◆ **Prompt**
Return each line exactly as written. Begin with the first line of the entries and end with the line that has "use thiserror::Error;".

** Opening Stored data block **

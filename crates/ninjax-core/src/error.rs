//! Gateway error taxonomy.
//!
//! Every request path through validator, dispatcher, extractor and artifact
//! store terminates in one of these kinds; the HTTP layer maps each kind to
//! a status code and a client-safe message.

use thiserror::Error;

/// Terminal error for a gateway request.
#[derive(Debug, Error)]
pub enum GatewayError {
    /// Bad input (URL, filename, missing field). Message is safe to show.
    #[error("{0}")]
    Validation(String),
    /// Platform identifier outside the closed set.
    #[error("unsupported platform: {0}")]
    Unsupported(String),
    /// Extractor failed to construct or the integration is disabled.
    #[error("downloader unavailable: {0}")]
    Unavailable(String),
    /// Remote media missing, private, or otherwise inaccessible.
    #[error("media not found or not accessible")]
    NotFound,
    /// Transient network failure inside the extractor. Not retried here.
    #[error("network error: {0}")]
    Network(String),
    /// External call exceeded its deadline. Not retried here.
    #[error("operation timed out after {0}s")]
    Timeout(u64),
    /// Disk write/move failure. Logged in full, returned generically.
    #[error("storage failure")]
    Storage(#[from] std::io::Error),
    /// Per-route budget exhausted. Terminal for this request.
    #[error("rate limit exceeded")]
    RateLimited,
}

impl GatewayError {
    /// Message suitable for the client envelope. Internal detail (storage
    /// errors, raw network messages) is replaced with a generic phrase; the
    /// full error stays in the server log.
    pub fn client_message(&self) -> String {
        match self {
            GatewayError::Network(_) => "network error while contacting the platform".to_string(),
            GatewayError::Timeout(_) => "the platform did not respond in time".to_string(),
            GatewayError::Storage(_) => "internal storage error".to_string(),
            other => other.to_string(),
        }
    }
}

#[cfg(test)]
mod tests {
    use super::*;

    #[test]
    fn client_message_hides_internal_detail() {
        let io = std::io::Error::new(std::io::ErrorKind::Other, "/srv/secret/path: disk full");
        let err = GatewayError::from(io);
        assert_eq!(err.client_message(), "internal storage error");

        let net = GatewayError::Network("dns lookup failed for internal-cdn".into());
        assert_eq!(
            net.client_message(),
            "network error while contacting the platform"
        );
    }

    #[test]
    fn client_message_keeps_validation_text() {
        let err = GatewayError::Validation("URL scheme must be http or https".into());
        assert_eq!(err.client_message(), "URL scheme must be http or https");
        assert_eq!(
            GatewayError::RateLimited.client_message(),
            "rate limit exceeded"
        );
    }
}
//! Per-platform cookie-jar store.
//!
//! One file per platform under the cookie directory. The store only checks
//! structural plausibility (size, Netscape marker or tab-field density);
//! whether the cookies actually work surfaces later as extractor errors.
//! Uploads replace the backing file atomically (write temp, then rename).

use crate::platform::Platform;
use serde::Serialize;
use std::collections::BTreeMap;
use std::fs;
use std::io::{self, Write};
use std::path::{Path, PathBuf};
use std::time::UNIX_EPOCH;

/// Minimum plausible cookie-jar size in bytes.
pub const MIN_JAR_BYTES: u64 = 64;

/// Header line yt-dlp and curl emit for exported cookie jars.
const NETSCAPE_MARKER: &str = "# Netscape HTTP Cookie File";

/// Netscape cookie lines carry 7 tab-separated fields.
const MIN_TAB_FIELDS: usize = 6;

/// Opaque reference to a stored cookie jar, handed to extractors only.
#[derive(Debug, Clone)]
pub struct CredentialHandle {
    platform: Platform,
    path: PathBuf,
}

impl CredentialHandle {
    pub fn platform(&self) -> Platform {
        self.platform
    }

    /// Path to the jar file, for passing to the extractor subprocess.
    pub fn path(&self) -> &Path {
        &self.path
    }
}

/// Observability record for one platform's jar. Never carries the path or
/// the jar contents; this is what the status endpoint serializes.
#[derive(Debug, Clone, Serialize)]
pub struct CredentialRecord {
    pub platform: Platform,
    pub exists: bool,
    pub size_bytes: u64,
    #[serde(skip_serializing_if = "Option::is_none")]
    pub modified_unix: Option<u64>,
    pub valid: bool,
}

#[derive(Debug)]
pub struct CookieStore {
    dir: PathBuf,
}

impl CookieStore {
    pub fn new(dir: PathBuf) -> io::Result<Self> {
        fs::create_dir_all(&dir)?;
        Ok(Self { dir })
    }

    fn jar_path(&self, platform: Platform) -> PathBuf {
        self.dir.join(format!("{}_cookies.txt", platform.as_str()))
    }

    /// Returns a handle only when a plausible jar exists for the platform.
    pub fn get(&self, platform: Platform) -> Option<CredentialHandle> {
        let path = self.jar_path(platform);
        if jar_is_plausible(&path) {
            Some(CredentialHandle { platform, path })
        } else {
            None
        }
    }

    /// Record for every known platform, present or not.
    pub fn status(&self) -> BTreeMap<Platform, CredentialRecord> {
        Platform::ALL
            .iter()
            .map(|&platform| {
                let path = self.jar_path(platform);
                let meta = fs::metadata(&path).ok();
                let record = CredentialRecord {
                    platform,
                    exists: meta.is_some(),
                    size_bytes: meta.as_ref().map(|m| m.len()).unwrap_or(0),
                    modified_unix: meta
                        .and_then(|m| m.modified().ok())
                        .and_then(|t| t.duration_since(UNIX_EPOCH).ok())
                        .map(|d| d.as_secs()),
                    valid: jar_is_plausible(&path),
                };
                (platform, record)
            })
            .collect()
    }

    /// Overwrites the platform's jar atomically and re-runs validation.
    pub fn set(&self, platform: Platform, content: &str) -> io::Result<CredentialRecord> {
        let path = self.jar_path(platform);
        let mut tmp = tempfile::NamedTempFile::new_in(&self.dir)?;
        tmp.write_all(content.as_bytes())?;
        tmp.flush()?;
        tmp.persist(&path).map_err(|e| e.error)?;
        tracing::info!(platform = %platform, bytes = content.len(), "cookie jar updated");

        let record = self
            .status()
            .remove(&platform)
            .unwrap_or(CredentialRecord {
                platform,
                exists: true,
                size_bytes: content.len() as u64,
                modified_unix: None,
                valid: false,
            });
        Ok(record)
    }
}

/// Structural plausibility only: exists, meets the size floor, and either
/// carries the Netscape header or has at least one tab-dense cookie line.
fn jar_is_plausible(path: &Path) -> bool {
    let meta = match fs::metadata(path) {
        Ok(m) if m.is_file() => m,
        _ => return false,
    };
    if meta.len() < MIN_JAR_BYTES {
        return false;
    }
    let content = match fs::read_to_string(path) {
        Ok(c) => c,
        Err(_) => return false,
    };
    if content.contains(NETSCAPE_MARKER) {
        return true;
    }
    content
        .lines()
        .filter(|l| !l.starts_with('#') && !l.trim().is_empty())
        .any(|l| l.matches('\t').count() >= MIN_TAB_FIELDS)
}

#[cfg(test)]
mod tests {
    use super::*;

    fn store() -> (tempfile::TempDir, CookieStore) {
        let dir = tempfile::tempdir().unwrap();
        let store = CookieStore::new(dir.path().to_path_buf()).unwrap();
        (dir, store)
    }

    fn netscape_jar() -> String {
        format!(
            "{NETSCAPE_MARKER}\n# https://curl.haxx.se/docs/http-cookies.html\n\
             .youtube.com\tTRUE\t/\tTRUE\t1999999999\tSID\tabcdef123456\n"
        )
    }

    #[test]
    fn missing_jar_yields_no_handle() {
        let (_dir, store) = store();
        assert!(store.get(Platform::Youtube).is_none());
    }

    #[test]
    fn set_then_get_round_trip() {
        let (_dir, store) = store();
        let record = store.set(Platform::Youtube, &netscape_jar()).unwrap();
        assert!(record.valid);
        let handle = store.get(Platform::Youtube).expect("handle");
        assert_eq!(handle.platform(), Platform::Youtube);
        assert!(handle.path().ends_with("youtube_cookies.txt"));
        // Other platforms are unaffected.
        assert!(store.get(Platform::Instagram).is_none());
    }

    #[test]
    fn tiny_or_markerless_jar_is_invalid() {
        let (_dir, store) = store();
        store.set(Platform::Facebook, "tiny").unwrap();
        assert!(store.get(Platform::Facebook).is_none());

        let padding = "not a cookie jar at all, just prose ".repeat(4);
        store.set(Platform::Facebook, &padding).unwrap();
        assert!(store.get(Platform::Facebook).is_none());
    }

    #[test]
    fn tab_dense_jar_without_marker_is_valid() {
        let (_dir, store) = store();
        let line = ".instagram.com\tTRUE\t/\tTRUE\t1999999999\tsessionid\tdeadbeefcafe1234\n";
        let jar = format!("# exported by hand\n{}{}", line, line);
        let record = store.set(Platform::Instagram, &jar).unwrap();
        assert!(record.valid);
        assert!(store.get(Platform::Instagram).is_some());
    }

    #[test]
    fn status_lists_every_platform() {
        let (_dir, store) = store();
        store.set(Platform::Youtube, &netscape_jar()).unwrap();
        let status = store.status();
        assert_eq!(status.len(), Platform::ALL.len());
        assert!(status[&Platform::Youtube].valid);
        assert!(!status[&Platform::Spotify].exists);
    }
}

** Closing Stored data block **

◆ **Task answer**
filename crates/ninjax-core/src/error.rs
//! Gateway error taxonomy.
//!
//! Every request path through validator, dispatcher, extractor and artifact
//! store terminates in one of these kinds; the HTTP layer maps each kind to
//! a status code and a client-safe message.

use thiserror::Error;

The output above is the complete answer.